What is Inversion of Control (IoC)?
- The class no longer controls how its dependencies are created — that control is handed to the caller or container
- The database controls the application
- Loops run in reverse order
- Errors are thrown instead of returned
Answer: The class no longer controls how its dependencies are created — that control is handed to the caller or container. IoC is the broader idea; dependency injection is the most common way to achieve it.
What is a DI container?
- A Docker image for PHP
- A type of array
- A registry that knows how to build each service so you don't wire them by hand
- A database table of objects
Answer: A registry that knows how to build each service so you don't wire them by hand. You register how each service is built once, and the container constructs the object graph when you ask for something.
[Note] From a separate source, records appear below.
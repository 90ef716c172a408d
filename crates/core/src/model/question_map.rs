use std::collections::BTreeMap;

use crate::model::ids::{QuestionNumber, QuestionRange};

/// Per-question values keyed by question number, iterated in ascending order.
///
/// Answers, answer keys and per-question times all use this shape, so renumbering
/// a test is a single operation over every map.
#[derive(Debug, Clone, PartialEq, Eq)]
pub struct QuestionMap<T> {
    entries: BTreeMap<QuestionNumber, T>,
}

impl<T> Default for QuestionMap<T> {
    fn default() -> Self {
        Self {
            entries: BTreeMap::new(),
        }
    }
}

impl<T> QuestionMap<T> {
    /// Map holding `value` for every question of `range`.
    #[must_use]
    pub fn filled(range: QuestionRange, value: T) -> Self
    where
        T: Clone,
    {
        Self {
            entries: range.iter().map(|q| (q, value.clone())).collect(),
        }
    }

    #[must_use]
    pub fn get(&self, question: QuestionNumber) -> Option<&T> {
        self.entries.get(&question)
    }

    #[must_use]
    pub fn get_mut(&mut self, question: QuestionNumber) -> Option<&mut T> {
        self.entries.get_mut(&question)
    }

    /// Replace the value of an existing question. Unknown keys are left out.
    pub fn replace(&mut self, question: QuestionNumber, value: T) -> Option<T> {
        self.entries
            .get_mut(&question)
            .map(|slot| std::mem::replace(slot, value))
    }

    #[must_use]
    pub fn contains(&self, question: QuestionNumber) -> bool {
        self.entries.contains_key(&question)
    }

    #[must_use]
    pub fn len(&self) -> usize {
        self.entries.len()
    }

    #[must_use]
    pub fn is_empty(&self) -> bool {
        self.entries.is_empty()
    }

    pub fn iter(&self) -> impl Iterator<Item = (QuestionNumber, &T)> {
        self.entries.iter().map(|(q, v)| (*q, v))
    }

    pub fn keys(&self) -> impl Iterator<Item = QuestionNumber> + '_ {
        self.entries.keys().copied()
    }

    pub fn values(&self) -> impl Iterator<Item = &T> {
        self.entries.values()
    }

    /// True when the keys are exactly the questions of `range`.
    #[must_use]
    pub fn covers(&self, range: QuestionRange) -> bool {
        self.entries.len() == range.len() as usize && range.iter().all(|q| self.contains(q))
    }

    /// Rekey every entry by `delta`.
    ///
    /// All old→new pairs are collected before the new map is built, so overlapping
    /// old and new ranges never overwrite entries that have not moved yet. Returns
    /// `None` (and drops nothing from `self`) if any key would leave the valid range.
    #[must_use]
    pub fn shifted(&self, delta: i64) -> Option<Self>
    where
        T: Clone,
    {
        let pairs = self
            .entries
            .iter()
            .map(|(q, v)| q.checked_offset(delta).map(|moved| (moved, v.clone())))
            .collect::<Option<Vec<_>>>()?;
        Some(Self {
            entries: pairs.into_iter().collect(),
        })
    }
}

impl<T> FromIterator<(QuestionNumber, T)> for QuestionMap<T> {
    fn from_iter<I: IntoIterator<Item = (QuestionNumber, T)>>(iter: I) -> Self {
        Self {
            entries: iter.into_iter().collect(),
        }
    }
}

impl<T> IntoIterator for QuestionMap<T> {
    type Item = (QuestionNumber, T);
    type IntoIter = std::collections::btree_map::IntoIter<QuestionNumber, T>;

    fn into_iter(self) -> Self::IntoIter {
        self.entries.into_iter()
    }
}

#[cfg(test)]
mod tests {
    use super::*;

    fn q(n: u32) -> QuestionNumber {
        QuestionNumber::new(n)
    }

    #[test]
    fn filled_covers_range() {
        let range = QuestionRange::new(q(5), 3);
        let map = QuestionMap::filled(range, 0_u32);
        assert!(map.covers(range));
        assert!(!map.covers(QuestionRange::new(q(5), 4)));
        assert_eq!(map.keys().collect::<Vec<_>>(), vec![q(5), q(6), q(7)]);
    }

    #[test]
    fn replace_ignores_unknown_keys() {
        let mut map = QuestionMap::filled(QuestionRange::new(q(1), 2), "");
        assert_eq!(map.replace(q(2), "B"), Some(""));
        assert_eq!(map.replace(q(9), "C"), None);
        assert_eq!(map.len(), 2);
        assert_eq!(map.get(q(2)), Some(&"B"));
    }

    #[test]
    fn shift_with_overlapping_ranges_keeps_every_value() {
        let map: QuestionMap<u32> = (1..=4).map(|n| (q(n), n * 10)).collect();
        let moved = map.shifted(2).unwrap();
        assert_eq!(
            moved.iter().map(|(k, v)| (k.value(), *v)).collect::<Vec<_>>(),
            vec![(3, 10), (4, 20), (5, 30), (6, 40)]
        );
        assert_eq!(moved.shifted(-2).unwrap(), map);
    }

    #[test]
    fn shift_below_one_is_refused() {
        let map: QuestionMap<u32> = (1..=2).map(|n| (q(n), n)).collect();
        assert!(map.shifted(-1).is_none());
    }
}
In the lesson's container, what does bind() create on each resolve?
- The same shared instance forever
- A fresh new instance every time (transient lifetime)
- Nothing — it only registers a name
- A database row
Answer: A fresh new instance every time (transient lifetime). bind() returns a new object every resolve (transient); singleton() builds once and reuses the same object (shared).
When should a service be a singleton (shared lifetime)?
- For every object without exception
- Only for objects you mutate per request
- Never — singletons are an anti-pattern
- For stateless, expensive-to-build, or globally-shared services like a logger or DB connection
Answer: For stateless, expensive-to-build, or globally-shared services like a logger or DB connection. Share things safe to share (logger, connection, config); create fresh instances whenever shared state would cause bugs.
What does PSR-11 define?
- A password hashing standard
- A common container interface with get($id) and has($id)
- The cron expression format
- A logging format
Answer: A common container interface with get($id) and has($id). PSR-11's ContainerInterface standardises how you read services from a container, so code works with Laravel, Symfony, PHP-DI, etc.
Why is passing the whole Container into a class (the service locator) an anti-pattern?
- It is slower than autowiring
- Containers can't be passed as arguments
- It hides the real dependencies — the constructor no longer says what the class needs
- It causes SQL injection
Answer: It hides the real dependencies — the constructor no longer says what the class needs. Inject the specific services a class requires, not the container, so dependencies stay visible in the constructor signature.